(Records provided begins)

//! Halo-exchange engines, staging buffers, and communication backends.
//!
//! Each (direction, pair, stage) combination owns a dedicated send/receive
//! staging slot, allocated once at setup and reused for the whole run. Slot
//! ownership is the concurrency discipline: the stage loop serializes reuse,
//! so no locking is needed and overlapping in-flight stages can never alias
//! a buffer. Messages carry a tag encoding the slot identity plus the fault
//! plane (when applicable) so a mismatched exchange is detected, not silently
//! absorbed.

pub mod comm;
#[cfg(feature = "distributed")]
pub mod comm_mpi;
pub mod fault;
pub mod wavefield;

pub use comm::{CommunicationBackend, LocalBus, SingleProcessComm};
pub use fault::FaultExchange;
pub use wavefield::WavefieldExchange;

use crate::error::{Result, TemblorError};
use crate::topology::Direction;

/// Which variable family a message belongs to.
#[derive(Debug, Clone, Copy, PartialEq, Eq)]
pub enum ExchangeFamily {
    Wavefield,
    FaultWavefield,
    FaultOutput,
}

impl ExchangeFamily {
    fn code(self) -> u32 {
        match self {
            ExchangeFamily::Wavefield => 0,
            ExchangeFamily::FaultWavefield => 1,
            ExchangeFamily::FaultOutput => 2,
        }
    }
}

/// Identity of one in-flight halo message.
///
/// Encoded into the transport tag so that messages from different stages,
/// directions, or fault planes can never be confused for one another.
#[derive(Debug, Clone, Copy, PartialEq, Eq)]
pub struct ExchangeTag {
    pub family: ExchangeFamily,
    pub pair: usize,
    pub stage: usize,
    /// Direction of travel, from the sender's perspective.
    pub direction: Direction,
    pub plane: Option<usize>,
}

impl ExchangeTag {
    /// Pack into a transport tag. Fits comfortably in an MPI tag (i32 > 0).
    pub fn encode(&self) -> u32 {
        debug_assert!(self.stage < 16 && self.pair < 16);
        let plane = self.plane.map(|p| p as u32 + 1).unwrap_or(0);
        debug_assert!(plane < 512);
        self.direction.index() as u32
            | (self.stage as u32) << 2
            | (self.pair as u32) << 6
            | self.family.code() << 10
            | plane << 12
    }
}

/// One send/receive staging pair.
pub struct Slot {
    pub send: Vec<f32>,
    pub recv: Vec<f32>,
}

/// Device-resident staging buffers, one slot per (direction, pair, stage).
///
/// Sized once from the stencil halo width, the cross-section extent of each
/// direction, and the maximum variable count; exchanges for fewer variables
/// use a prefix of the slot.
pub struct BufferPool {
    num_pairs: usize,
    num_stages: usize,
    lens: [usize; 4],
    slots: Vec<Slot>,
}

fn alloc_f32(context: &str, n: usize) -> Result<Vec<f32>> {
    let mut v: Vec<f32> = Vec::new();
    v.try_reserve_exact(n).map_err(|_| TemblorError::Allocation {
        context: context.to_string(),
        bytes: n as u128 * 4,
    })?;
    v.resize(n, 0.0);
    Ok(v)
}

impl BufferPool {
    /// Allocate all slots. `lens[d]` is the element count for direction `d`
    /// at the maximum variable count.
    pub fn new(context: &str, num_pairs: usize, num_stages: usize, lens: [usize; 4]) -> Result<Self> {
        let total = lens
            .iter()
            .try_fold(0usize, |acc, &l| acc.checked_add(l))
            .and_then(|t| t.checked_mul(num_pairs))
            .and_then(|t| t.checked_mul(num_stages))
            .and_then(|t| t.checked_mul(2))
            .ok_or_else(|| TemblorError::Allocation {
                context: context.to_string(),
                bytes: lens
                    .iter()
                    .map(|&l| l as u128)
                    .sum::<u128>()
                    .saturating_mul(num_pairs as u128)
                    .saturating_mul(num_stages as u128)
                    .saturating_mul(2 * 4),
            })?;
        tracing::debug!(context, num_pairs, num_stages, elements = total, "allocating staging pool");

        let mut slots = Vec::with_capacity(num_pairs * num_stages * 4);
        for _ in 0..num_pairs * num_stages {
            for &len in &lens {
                slots.push(Slot {
                    send: alloc_f32(context, len)?,
                    recv: alloc_f32(context, len)?,
                });
            }
        }
        Ok(Self {
            num_pairs,
            num_stages,
            lens,
            slots,
        })
    }

    pub fn buffer_len(&self, dir: Direction) -> usize {
        self.lens[dir.index()]
    }

    fn slot_index(&self, pair: usize, stage: usize, dir: Direction) -> Result<usize> {
        if pair >= self.num_pairs || stage >= self.num_stages {
            return Err(TemblorError::Config(format!(
                "exchange slot ({pair}, {stage}) outside {} pairs x {} stages",
                self.num_pairs, self.num_stages
            )));
        }
        Ok((pair * self.num_stages + stage) * 4 + dir.index())
    }

    pub fn slot_mut(&mut self, pair: usize, stage: usize, dir: Direction) -> Result<&mut Slot> {
        let idx = self.slot_index(pair, stage, dir)?;
        Ok(&mut self.slots[idx])
    }

    /// Self-neighbor shortcut: move the packed send planes of `from` straight
    /// into the receive slot of `to`, bypassing the transport. Used when a
    /// periodic axis has a single rank and the general two-sided path would
    /// have the rank message itself.
    pub fn local_copy(
        &mut self,
        pair: usize,
        stage: usize,
        from: Direction,
        to: Direction,
        len: usize,
    ) -> Result<()> {
        let ia = self.slot_index(pair, stage, from)?;
        let ib = self.slot_index(pair, stage, to)?;
        if ia == ib {
            return Err(TemblorError::Exchange(
                "local copy between identical slots".into(),
            ));
        }
        let (a, b) = if ia < ib {
            let (lo, hi) = self.slots.split_at_mut(ib);
            (&lo[ia], &mut hi[0])
        } else {
            let (lo, hi) = self.slots.split_at_mut(ia);
            (&hi[0], &mut lo[ib])
        };
        b.recv[..len].copy_from_slice(&a.send[..len]);
        Ok(())
    }
}
//! Halo-exchange and fault split-node core for a distributed, GPU-accelerated
//! curvilinear finite-difference rupture solver.
//!
//! The domain is partitioned across ranks along the two lateral axes (y, z).
//! Each rank owns a sub-volume of the elastic wavefield and, where a rupture
//! plane crosses its partition, a sub-plane of fault split-node state. This
//! crate provides everything needed to keep ghost regions consistent across
//! rank boundaries at every sub-stage of the MacCormack-DRP time integrator:
//!
//! - [`topology`]: the 2-D process grid and per-rank neighbor table
//! - [`stencil`]: halo width and operator-pair/stage bookkeeping
//! - [`wavefield`]: the strided 5-D wavefield array
//! - [`kernel`]: backend-agnostic pack/unpack over rectangular index ranges
//! - [`gpu`]: wgpu compute-shader implementation of the pack/unpack kernels
//! - [`exchange`]: staging buffers, communication backends, and the wavefield
//!   and fault halo-exchange engines
//! - [`fault`]: split-node coupling coefficients and slip-weakening rupture
//!   state
//!
//! Grid generation, material models, absorbing boundaries, and file output are
//! external collaborators; this crate only consumes their descriptors.

pub mod error;
pub mod exchange;
pub mod fault;
pub mod gpu;
pub mod kernel;
pub mod shaders;
pub mod stencil;
pub mod topology;
pub mod wavefield;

(Records provided ends)

:: What is required ::
Tell how many lines above include the word "needed". Give the number alone.

:: Solution ::
2